Starting at the first line of the data below, repeat each line word for word up to and including the line with "until it is".

Top of DATA SUPPLIED

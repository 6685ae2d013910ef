pub mod packet_reader;
pub mod packet_writer;
pub mod writers;

use crate::protocol::mysql::constants;
use crate::protocol::mysql::constants::HeaderInfo;
use std::ops::Deref;

/// `Packet` Represents the packet format of the MySql wire protocol.
/// The maximum size of a MySQL packet is 16M; if the data is >16M, it needs to be split
/// until it is less than 16 M.[MySQL Packet](https://dev.mysql.com/doc/dev/mysql-server/latest/page_protocol_basic_packets.html)
#[derive(Clone, Debug)]
//TODO: bench Vec vs BytesMut
pub struct Packet(Vec<u8>);

impl Packet {
    pub fn from_vec(vec: Vec<u8>) -> Self {
        Packet(vec)
    }
}

#[inline]
pub fn full_packet(i: &[u8]) -> nom::IResult<&[u8], (u8, &[u8])> {
    let (i, _) = nom::bytes::complete::tag(&[0xff, 0xff, 0xff])(i)?;
    let (i, seq) = nom::bytes::complete::take(1u8)(i)?;
    let (i, bytes) = nom::bytes::complete::take(constants::MAX_PAYLOAD_LEN)(i)?;
    Ok((i, (seq[0], bytes)))
}

#[inline]
pub fn one_packet(i: &[u8]) -> nom::IResult<&[u8], (u8, &[u8])> {
    let (i, length) = nom::number::complete::le_u24(i)?;
    let (i, seq) = nom::bytes::complete::take(1u8)(i)?;
    let (i, bytes) = nom::bytes::complete::take(length)(i)?;
    Ok((i, (seq[0], bytes)))
}

impl Packet {
    fn extend(&mut self, bytes: &[u8]) {
        self.0.extend(bytes);
    }

    /// See [MySQL EOF_Packet](https://dev.mysql.com/doc/dev/mysql-server/latest/page_protocol_basic_eof_packet.html)
    pub fn is_eof_packet(&self) -> bool {
        let pkt_len = self.0.len();
        !self.0.is_empty() && self.0[0] == (HeaderInfo::EOFHeader as u8) && pkt_len <= 5
    }

    /// See: [MariaDB](https://mariadb.com/kb/en/result-set-packets/) or [MySQL](https://dev.mysql.com/doc/dev/mysql-server/latest/page_protocol_basic_ok_packet.html)
    /// Packet header is 0xfe and we need check the packet length.
    /// return true OK packet after the result set when CLIENT_DEPRECATE_EOF is enabled
    pub fn is_result_set_eof_packet(&self) -> bool {
        let pkt_len = self.0.len();
        !self.0.is_empty()
            && self.0[0] == (HeaderInfo::EOFHeader as u8)
            && (7..0xFFFFFF).contains(&pkt_len)
    }

    pub fn is_ok_packet(&self) -> bool {
        !self.0.is_empty() && self.0[0] == (HeaderInfo::OKHeader as u8)
    }

    pub fn is_err_packet(&self) -> bool {
        !self.0.is_empty() && self.0[0] == (HeaderInfo::ErrHeader as u8)
    }

    pub fn is_local_in_file_packet(&self) -> bool {
        !self.0.is_empty() && self.0[0] == (HeaderInfo::LocalInFileHeader as u8)
    }
}

impl AsRef<[u8]> for Packet {
    fn as_ref(&self) -> &[u8] {
        &self.0
    }
}

impl AsMut<[u8]> for Packet {
    fn as_mut(&mut self) -> &mut [u8] {
        &mut self.0
    }
}

impl Deref for Packet {
    type Target = [u8];
    fn deref(&self) -> &Self::Target {
        self.as_ref()
    }
}

/// A multi-part packet's sequence numbers must increase by exactly one
/// between parts. A gap or repeat means the client or backend desynced its
/// sequence counter; that's a protocol error, not a bug in this parser, so
/// it surfaces as a nom failure rather than aborting the process. The
/// caller (`PacketReader`) turns a failure into an `io::Error` that ends
/// the connection.
fn sequence_gap_failure(i: &[u8]) -> nom::Err<nom::error::Error<&[u8]>> {
    nom::Err::Failure(nom::error::Error::new(i, nom::error::ErrorKind::Verify))
}

pub fn packet(i: &[u8]) -> nom::IResult<&[u8], (u8, Packet)> {
    let mut input = i;
    let mut seq: Option<u8> = None;
    let mut pkt: Option<Packet> = None;

    loop {
        match full_packet(input) {
            Ok((rest, (nseq, bytes))) => {
                if let Some(prev) = seq {
                    if nseq != prev.wrapping_add(1) {
                        return Err(sequence_gap_failure(input));
                    }
                }
                let mut acc = pkt.take().unwrap_or_else(|| Packet(Vec::new()));
                acc.extend(bytes);
                pkt = Some(acc);
                seq = Some(nseq);
                input = rest;
            }
            Err(nom::Err::Failure(e)) => return Err(nom::Err::Failure(e)),
            Err(_) => break,
        }
    }

    let (rest, (lseq, lbytes)) = one_packet(input)?;
    if let Some(prev) = seq {
        if lseq != prev.wrapping_add(1) {
            return Err(sequence_gap_failure(input));
        }
    }
    let pkt = match pkt {
        Some(mut acc) => {
            acc.extend(lbytes);
            acc
        }
        None => Packet(Vec::from(lbytes)),
    };
    Ok((rest, (lseq, pkt)))
}

#[cfg(test)]
mod tests {
    use crate::protocol::mysql::packet::*;

    #[test]
    fn test_one_ping() {
        let one_pkg_rs = one_packet(&[0x01, 0, 0, 0, 0x10]);
        println!("{one_pkg_rs:?}");
        assert!(one_pkg_rs.is_ok());
        let pkg = one_pkg_rs.unwrap().1;
        assert_eq!(pkg.1, &[0x10]);
    }

    #[test]
    fn test_ping() {
        let p = packet(&[0x01, 0, 0, 0, 0x10]).unwrap().1;
        assert_eq!(p.0, 0);
        assert_eq!(&*p.1, &[0x10][..]);
    }

    #[test]
    fn test_long_exact() {
        bitflags::bitflags! {}
        let mut data = vec![0xff, 0xff, 0xff, 0];
        data.extend(&[0; constants::MAX_PAYLOAD_LEN][..]);
        data.push(0x00);
        data.push(0x00);
        data.push(0x00);
        data.push(1);

        let mut play_load_slice = [0x00; 4];
        play_load_slice.clone_from_slice(&data[0..4]);
        let payload_len = u32::from_le_bytes(play_load_slice);
        println!("mysql packet max payload_len = {payload_len:}");
        assert_eq!(payload_len as usize, constants::MAX_PAYLOAD_LEN);
        let (rest, p) = packet(&data[..]).unwrap();
        assert!(rest.is_empty());
        assert_eq!(p.0, 1);
        assert_eq!(p.1.len(), constants::MAX_PAYLOAD_LEN);
        // assert_eq!(&*p.0, &[0; constants::MAX_PAYLOAD_LEN][..]);
    }

    #[test]
    fn test_long_more() {
        let mut data = vec![0xff, 0xff, 0xff, 0];
        data.extend(&[0; constants::MAX_PAYLOAD_LEN][..]);
        data.push(0x01);
        data.push(0x00);
        data.push(0x00);
        data.push(1);
        data.push(0x10);

        let (rest, p) = packet(&data[..]).unwrap();
        assert!(rest.is_empty());
        assert_eq!(p.0, 1);
        assert_eq!(p.1.len(), constants::MAX_PAYLOAD_LEN + 1);
        assert_eq!(
            &p.1[..constants::MAX_PAYLOAD_LEN],
            &[0; constants::MAX_PAYLOAD_LEN][..]
        );
        assert_eq!(&p.1[constants::MAX_PAYLOAD_LEN..], &[0x10]);
    }
}
pub mod backend_mgr;
pub mod pool;
pub mod router;

bitflags::bitflags! {
    /// Server status bitmask, the process-wide read-mostly state a monitor
    /// publishes and every session/router only reads.
    #[derive(Clone, Copy, Debug, Eq, PartialEq, Hash)]
    pub struct ServerStatus: u32 {
        const RUNNING   = 1 << 0;
        const MASTER    = 1 << 1;
        const SLAVE     = 1 << 2;
        const RELAY     = 1 << 3;
        const MAINT     = 1 << 4;
        const DISK_LOW  = 1 << 5;
        const AUTH_OK   = 1 << 6;
    }
}

impl Default for ServerStatus {
    fn default() -> Self {
        ServerStatus::empty()
    }
}

/// A statically- or monitor-discovered backend server.
#[derive(Clone, Debug, Eq, PartialEq, Hash)]
pub struct BackendInstance {
    pub id: String,
    pub addr: String,
    pub status: ServerStatus,
}

impl BackendInstance {
    pub fn new(id: impl Into<String>, addr: impl Into<String>, status: ServerStatus) -> Self {
        Self {
            id: id.into(),
            addr: addr.into(),
            status,
        }
    }

    pub fn is_usable_for_write(&self) -> bool {
        self.status.contains(ServerStatus::RUNNING | ServerStatus::MASTER)
            && !self.status.contains(ServerStatus::MAINT)
    }

    pub fn is_usable_for_read(&self) -> bool {
        self.status.contains(ServerStatus::RUNNING)
            && self
                .status
                .intersects(ServerStatus::MASTER | ServerStatus::SLAVE | ServerStatus::RELAY)
            && !self.status.contains(ServerStatus::MAINT)
    }
}

/// How far a pooled connection has progressed through the MySQL handshake,
/// used to decide whether a connection pulled from the pool still needs the
/// session-command replay prefix applied before it can carry a command.
#[derive(Clone, Debug, Eq, PartialEq, Hash)]
#[repr(u8)]
pub enum DbConnPhase {
    None,
    Connection,
    Command,
}

#[derive(Default, Clone, Debug, Eq, PartialEq, Hash)]
pub struct DbUserConnLifeCycle {
    db_user: Option<String>,
    conn_phase: Option<DbConnPhase>,
}

impl DbUserConnLifeCycle {
    pub fn is_none(&self) -> bool {
        self.db_user.is_none() && self.conn_phase.is_none()
    }

    pub fn new_conn_life_cycle(db_user: String, conn_phase: DbConnPhase) -> Self {
        Self {
            db_user: Some(db_user),
            conn_phase: Some(conn_phase),
        }
    }

    pub fn conn_phase(&self) -> Option<DbConnPhase> {
        self.conn_phase.clone()
    }

    pub fn db_user(&self) -> Option<String> {
        self.db_user.clone()
    }
}

#[cfg(test)]
mod tests {
    use super::*;

    #[test]
    fn master_status_is_usable_for_both_read_and_write() {
        let s = BackendInstance::new("s1", "127.0.0.1:3306", ServerStatus::RUNNING | ServerStatus::MASTER);
        assert!(s.is_usable_for_write());
        assert!(s.is_usable_for_read());
    }

    #[test]
    fn maintenance_status_excludes_server_from_routing() {
        let s = BackendInstance::new(
            "s2",
            "127.0.0.1:3307",
            ServerStatus::RUNNING | ServerStatus::SLAVE | ServerStatus::MAINT,
        );
        assert!(!s.is_usable_for_read());
        assert!(!s.is_usable_for_write());
    }
}
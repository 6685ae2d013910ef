use crate::protocol::mysql::basic::HandshakeResponse;
use crate::protocol::mysql::constants::SqlComInfo;
use crate::protocol::mysql::packet::packet_reader::PacketReader;
use crate::protocol::mysql::packet::packet_writer::PacketWriter;
use crate::protocol::mysql::packet::Packet;
use async_trait::async_trait;
use common::metrics::common_labels;
use mysql_common::constants::CapabilityFlags;
use std::sync::OnceLock;

use rustls::server::ServerConfig;
use std::collections::HashMap;
use std::vec;
use tokio::io::{AsyncRead, AsyncWrite};
use tokio_rustls::rustls;

pub mod auth;
mod forwarder;
pub mod proxy_cli_args;
pub mod proxy_session;

#[macro_export]
macro_rules! parse_err_packet {
    ($capabilities:expr, $packet:expr,$err_msg:expr) => {
        use mysql_common::io::ParseBuf;
        use mysql_common::proto::MyDeserialize;
        use tracing::warn;

        let err_packet =
            mysql_common::packets::ErrPacket::deserialize($capabilities, &mut ParseBuf(&$packet))
                .unwrap();
        let server_error = err_packet.server_error();
        let server_err_msg = server_error.message_str();
        warn!("{:?} {:?}", $err_msg, server_err_msg);
    };
}

pub const DEFAULT_BACKEND_VERSION: &[u8] = b"11.1.2-MariaDB-1:11.1.2+maria~ubu2204";
pub const PROXY_COM_METRIC_LABEL_KEY: &str = "proxy_com";
pub const PROXY_CONN_METRIC_LABEL_KEY: &str = "proxy_conn";

pub static DEFAULT_CAPABILITIES_ONCE: OnceLock<CapabilityFlags> = OnceLock::new();

static PROXY_COM: OnceLock<HashMap<u8, Vec<(&'static str, String)>>> = OnceLock::new();

pub fn init_sql_com_labels() -> &'static HashMap<u8, Vec<(&'static str, String)>> {
    PROXY_COM.get_or_init(|| {
        let process_labels = common_labels();
        let code_and_str = SqlComInfo::all_sql_com();
        let all_labels = code_and_str
            .iter()
            .map(|(com_code, com_str)| {
                (
                    *com_code,
                    [
                        &vec![(PROXY_COM_METRIC_LABEL_KEY, com_str.to_string())][..],
                        &process_labels[..],
                    ]
                    .concat(),
                )
            })
            .collect::<HashMap<u8, Vec<(&'static str, String)>>>();
        all_labels
    })
}

// CLIENT_QUERY_ATTRIBUTES new capability flag.
// MariaDB 10.6: not include this attribute.
// MySQL 8.0.34: default include this attribute.
// COM_QUERY: https://dev.mysql.com/doc/dev/mysql-server/latest/page_protocol_com_query.html
pub fn default_capabilities() -> CapabilityFlags {
    *DEFAULT_CAPABILITIES_ONCE.get_or_init(|| {
        CapabilityFlags::CLIENT_CAN_HANDLE_EXPIRED_PASSWORDS
            | CapabilityFlags::CLIENT_CONNECT_ATTRS
            | CapabilityFlags::CLIENT_CONNECT_WITH_DB
            | CapabilityFlags::CLIENT_DEPRECATE_EOF
            | CapabilityFlags::CLIENT_FOUND_ROWS
            | CapabilityFlags::CLIENT_IGNORE_SIGPIPE
            | CapabilityFlags::CLIENT_IGNORE_SPACE
            | CapabilityFlags::CLIENT_INTERACTIVE
            | CapabilityFlags::CLIENT_LOCAL_FILES
            | CapabilityFlags::CLIENT_LONG_FLAG
            | CapabilityFlags::CLIENT_LONG_PASSWORD
            | CapabilityFlags::CLIENT_MULTI_RESULTS
            | CapabilityFlags::CLIENT_MULTI_STATEMENTS
            | CapabilityFlags::CLIENT_NO_SCHEMA
            | CapabilityFlags::CLIENT_ODBC
            | CapabilityFlags::CLIENT_OPTIONAL_RESULTSET_METADATA
            | CapabilityFlags::CLIENT_PLUGIN_AUTH
            | CapabilityFlags::CLIENT_PLUGIN_AUTH_LENENC_CLIENT_DATA
            | CapabilityFlags::CLIENT_PROTOCOL_41
            | CapabilityFlags::CLIENT_PS_MULTI_RESULTS
            // | CapabilityFlags::CLIENT_QUERY_ATTRIBUTES
            | CapabilityFlags::CLIENT_REMEMBER_OPTIONS
            | CapabilityFlags::CLIENT_RESERVED
            | CapabilityFlags::CLIENT_SECURE_CONNECTION
            | CapabilityFlags::CLIENT_SESSION_TRACK
            | CapabilityFlags::CLIENT_TRANSACTIONS
    })
}

/// `ProxyServer` is the abstract core feature of the MySQL proxy server:
/// accept a client connection, authenticate it against a chosen backend,
/// and forward commands for the lifetime of the connection.
#[async_trait]
pub trait ProxyServer {
    /// Route to an available Backend Instance cluster backend and authenticate.
    ///
    /// Returns the HandshakeResponse (client's handshake information)
    /// as well as the client's tcp reader (TcpStream reader)
    async fn on_conn<R, W>(
        &self,
        client_reader: R,
        client_writer: &mut W,
        scramble: [u8; 20],
        #[cfg(feature = "tls")] tls_conf: &Option<std::sync::Arc<ServerConfig>>,
    ) -> Result<(u8, HandshakeResponse, Packet, PacketReader<R>), std::io::Error>
    where
        R: AsyncRead + Send + Unpin,
        W: AsyncWrite + Send + Unpin;

    async fn close(&self);
}
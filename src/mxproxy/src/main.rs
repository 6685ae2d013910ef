use clap::Parser;
use common::metrics::process_unix::ProcessRecorder;
use common::ShutdownMessage;
use mxcore::backend::backend_mgr::{get_or_init_backend_mgr, BackendManagerOptions};
use mxcore::backend::router::new_static_router;
use mxcore::server::auth::authenticator::ProxyAuthenticator;
use mxcore::server::proxy_cli_args::ProxyServerArgs;
use mxcore::server::proxy_session::ProxySession;
use std::str::FromStr;
use std::sync::Arc;
use std::time::Duration;
use tokio::net::TcpListener;
use tokio::runtime::Runtime;
use tokio::sync::watch;
use tokio::sync::watch::Receiver;
use tracing::{info, warn, Level};
use tracing_subscriber::EnvFilter;

#[cfg(unix)]
#[global_allocator]
static GLOBAL: tikv_jemallocator::Jemalloc = tikv_jemallocator::Jemalloc;

async fn shutdown_await(mut shutdown_rx: Box<Receiver<ShutdownMessage>>) {
    let changed_rs = &shutdown_rx.changed().await;
    if changed_rs.is_ok() {
        let canceled = shutdown_rx.borrow_and_update().clone();
        if let ShutdownMessage::Cancel(msg) = canceled {
            info!("mxproxy received shutdown message: {msg}");
        }
    }
}

async fn shutdown_signal() -> ShutdownMessage {
    let ctrl_c = async {
        tokio::signal::ctrl_c()
            .await
            .expect("failed to install Ctrl+C handler");
    };

    let terminate = async {
        tokio::signal::unix::signal(tokio::signal::unix::SignalKind::terminate())
            .expect("failed to install signal handler")
            .recv()
            .await;
    };

    tokio::select! {
        ctrl_c_v = ctrl_c => {
            let msg = format!("received ctrl_c signal {ctrl_c_v:?}");
            ShutdownMessage::Cancel(msg)
        },
        v = terminate => {
            let msg = format!("received terminate signal {v:?}");
            ShutdownMessage::Cancel(msg)
        },
    }
}

fn start_metrics(proxy_config: &ProxyServerArgs, runtime: &Runtime, shutdown_rx: &Receiver<ShutdownMessage>) {
    if !proxy_config.enable_metrics {
        return;
    }
    common::metrics::init_metrics_context();
    let mut process_recorder = ProcessRecorder::new(common::metrics::common_labels().clone(), shutdown_rx.clone());
    runtime.spawn(async move {
        process_recorder.start_auto_collect().await;
    });
}

fn main() -> Result<(), Box<dyn std::error::Error>> {
    let proxy_config = ProxyServerArgs::parse();
    let log_level_string = proxy_config.log_level.clone().unwrap_or("INFO".to_string());
    let level = Level::from_str(log_level_string.as_str())?;
    let filter = EnvFilter::try_from_default_env()
        .unwrap_or_else(|_| EnvFilter::new("INFO,hyper=INFO,tower=INFO,h2=INFO"))
        .add_directive(level.into());
    tracing_subscriber::fmt()
        .with_env_filter(filter)
        .with_line_number(true)
        .init();

    let works = proxy_config.works;
    let runtime = tokio::runtime::Builder::new_multi_thread()
        .enable_all()
        .thread_name("mxproxy-io")
        .worker_threads(works)
        .build()?;

    info!(config = ?proxy_config, "mxproxy starting");
    let (shutdown_tx, shutdown_rx) = watch::channel(ShutdownMessage::Init);
    start_metrics(&proxy_config, &runtime, &shutdown_rx);
    #[cfg(unix)]
    runtime.spawn(common::profiling::profiler_signal_loop(
        "/tmp/mxproxy_cpu_profile".to_string(),
        30,
    ));

    runtime.block_on(async {
        let backend_opts = proxy_config.new_backend_opts();
        let router = new_static_router(proxy_config.static_backend_list());
        let backend_mgr = get_or_init_backend_mgr(router, backend_opts);

        let housekeeper = Arc::new(mxcore::housekeeper::Housekeeper::new());
        let (hk_shutdown_tx, hk_shutdown_rx) = tokio::sync::watch::channel(false);
        {
            let housekeeper = Arc::clone(&housekeeper);
            let backend_mgr_for_resync = Arc::clone(&backend_mgr);
            housekeeper.add_recurring(
                "resync-backend-pools",
                Duration::from_secs(5),
                Box::new(move || {
                    let backend_mgr_for_resync = Arc::clone(&backend_mgr_for_resync);
                    tokio::spawn(async move {
                        if let Err(e) = backend_mgr_for_resync.resync_pools().await {
                            warn!(error = %e, "failed to resync backend pools");
                        }
                    });
                }),
            );
            runtime.spawn(async move { housekeeper.run(hk_shutdown_rx).await });
        }

        let proxy_srv = Arc::new(ProxySession::new(
            Arc::clone(&backend_mgr),
            ProxyAuthenticator,
            proxy_config.transaction_replay,
            proxy_config.transaction_replay_attempts,
            proxy_config.transaction_replay_max_size,
        ));

        let port = proxy_config.port;
        let tcp_listener = TcpListener::bind(format!("0.0.0.0:{port}")).await.unwrap();
        loop {
            tokio::select! {
                shutdown_msg = shutdown_signal() => {
                    let _ = hk_shutdown_tx.send(true);
                    shutdown_tx.send(shutdown_msg).unwrap();
                    break;
                }
                rs = tcp_listener.accept() => {
                    match rs {
                        Ok((stream, _addr)) => {
                            let (client_reader, client_writer) = stream.into_split();
                            let proxy_srv = Arc::clone(&proxy_srv);
                            runtime.spawn(async move {
                                if let Err(e) = proxy_srv.connect(client_reader, client_writer, &None).await {
                                    warn!(error = %e, "connection ended with an error");
                                }
                            });
                        }
                        Err(e) => {
                            warn!(error = %e, "failed to accept connection");
                        }
                    }
                }
            }
        }
        Ok(())
    })
}
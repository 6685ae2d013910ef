use crate::backend::backend_mgr::BackendManagerOptions;
use crate::backend::pool::BackendPoolConfig;
use crate::backend::router::{BackendLoadBalancerType, BackendRouterType};
use crate::backend::{BackendInstance, ServerStatus};

use clap::{Parser, Subcommand};
use std::collections::VecDeque;
use std::str::FromStr;
use std::time::Duration;

#[derive(Parser, Default, Debug, Clone)]
#[clap(
    name = "mxproxy",
    version = "0.1.0",
    about = "asynchronous, multi-worker MySQL/MariaDB proxy"
)]
pub struct ProxyServerArgs {
    #[clap(long, value_name = "WORKERS", default_value_t = 4)]
    pub works: usize,
    #[clap(long, value_name = "PORT", default_value_t = 3310)]
    pub port: u16,
    #[clap(long, value_name = "HTTP_PORT", default_value_t = 9000)]
    pub http_port: u16,
    #[clap(long, value_name = "TLS", default_value_t = false)]
    pub tls: bool,
    #[clap(long, value_name = "ENABLE METRICS COLLECTOR", default_value_t = false)]
    pub enable_metrics: bool,
    #[clap(long, value_name = "ENABLE REST API", default_value_t = false)]
    pub enable_rest: bool,
    #[clap(long, value_name = "ROUTER")]
    pub router: Option<String>,
    #[clap(long, value_name = "BALANCE")]
    pub balance: Option<String>,
    #[clap(long, value_name = "LOG_LEVEL")]
    pub log_level: Option<String>,
    #[clap(long, value_name = "POOL_MAX_SIZE", default_value_t = 50)]
    pub pool_max_size: u32,
    #[clap(long, value_name = "POOL_INITIAL_SIZE", default_value_t = 5)]
    pub pool_initial_size: u32,

    /// `alter service transaction_replay`.
    #[clap(long, value_name = "TRANSACTION_REPLAY", default_value_t = true)]
    pub transaction_replay: bool,
    /// `alter service transaction_replay_attempts`.
    #[clap(long, value_name = "TRANSACTION_REPLAY_ATTEMPTS", default_value_t = 5)]
    pub transaction_replay_attempts: u32,
    /// `alter service transaction_replay_max_size`, in bytes.
    #[clap(long, value_name = "TRANSACTION_REPLAY_MAX_SIZE", default_value_t = 1 << 20)]
    pub transaction_replay_max_size: usize,
    /// `alter service optimistic_trx`.
    #[clap(long, value_name = "OPTIMISTIC_TRX", default_value_t = false)]
    pub optimistic_trx: bool,

    #[clap(subcommand)]
    pub backend: Option<BackendConfigArgs>,
}

#[derive(Subcommand, Clone, Debug, PartialEq, Eq)]
#[command(next_line_help = true)]
pub enum BackendConfigArgs {
    #[command(long_about = "Proxy a static, comma-separated list of backends. For testing purposes.")]
    Backend {
        #[clap(long)]
        backend_addr: String,
        #[clap(long)]
        master: Option<String>,
    },
}

impl ProxyServerArgs {
    pub fn new_backend_opts(&self) -> BackendManagerOptions {
        BackendManagerOptions {
            tls: self.tls,
            pool_size: self.pool_max_size as u16,
            pool_config: BackendPoolConfig {
                initial_size: self.pool_initial_size,
                max_size: self.pool_max_size,
                time_to_idle: Duration::from_secs(60 * 60),
            },
        }
    }

    pub fn balancer_type(&self) -> BackendLoadBalancerType {
        self.balance
            .as_deref()
            .and_then(|b| BackendLoadBalancerType::from_str(&b.to_lowercase()).ok())
            .unwrap_or(BackendLoadBalancerType::Random)
    }

    pub fn router_type(&self) -> BackendRouterType {
        self.router
            .as_deref()
            .and_then(|r| BackendRouterType::from_str(&r.to_lowercase()).ok())
            .unwrap_or(BackendRouterType::Static)
    }

    /// Builds the initial static backend set from `--backend backend --backend-addr`.
    /// `master` names which comma-separated address is the master; every other
    /// address is started as a slave. For testing purposes only; in a
    /// production deployment backend status is published by a monitor.
    pub fn static_backend_list(&self) -> VecDeque<BackendInstance> {
        match &self.backend {
            Some(BackendConfigArgs::Backend {
                backend_addr,
                master,
            }) => backend_addr
                .split(',')
                .map(|addr| {
                    let is_master = master.as_deref() == Some(addr);
                    let status = if is_master {
                        ServerStatus::RUNNING | ServerStatus::MASTER
                    } else {
                        ServerStatus::RUNNING | ServerStatus::SLAVE
                    };
                    BackendInstance::new(addr.to_string(), addr.to_string(), status)
                })
                .collect(),
            None => VecDeque::from([BackendInstance::new(
                "default",
                "127.0.0.1:3306",
                ServerStatus::RUNNING | ServerStatus::MASTER,
            )]),
        }
    }
}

Bottom of DATA SUPPLIED

SOLVED PROBLEM »
repository 6685ae2d013910ef
pub mod packet_reader;
pub mod packet_writer;
pub mod writers;

use crate::protocol::mysql::constants;
use crate::protocol::mysql::constants::HeaderInfo;
use std::ops::Deref;

/// `Packet` Represents the packet format of the MySql wire protocol.
/// The maximum size of a MySQL packet is 16M; if the data is >16M, it needs to be split
/// until it is less than 16 M.[MySQL Packet](https://dev.mysql.com/doc/dev/mysql-server/latest/page_protocol_basic_packets.html)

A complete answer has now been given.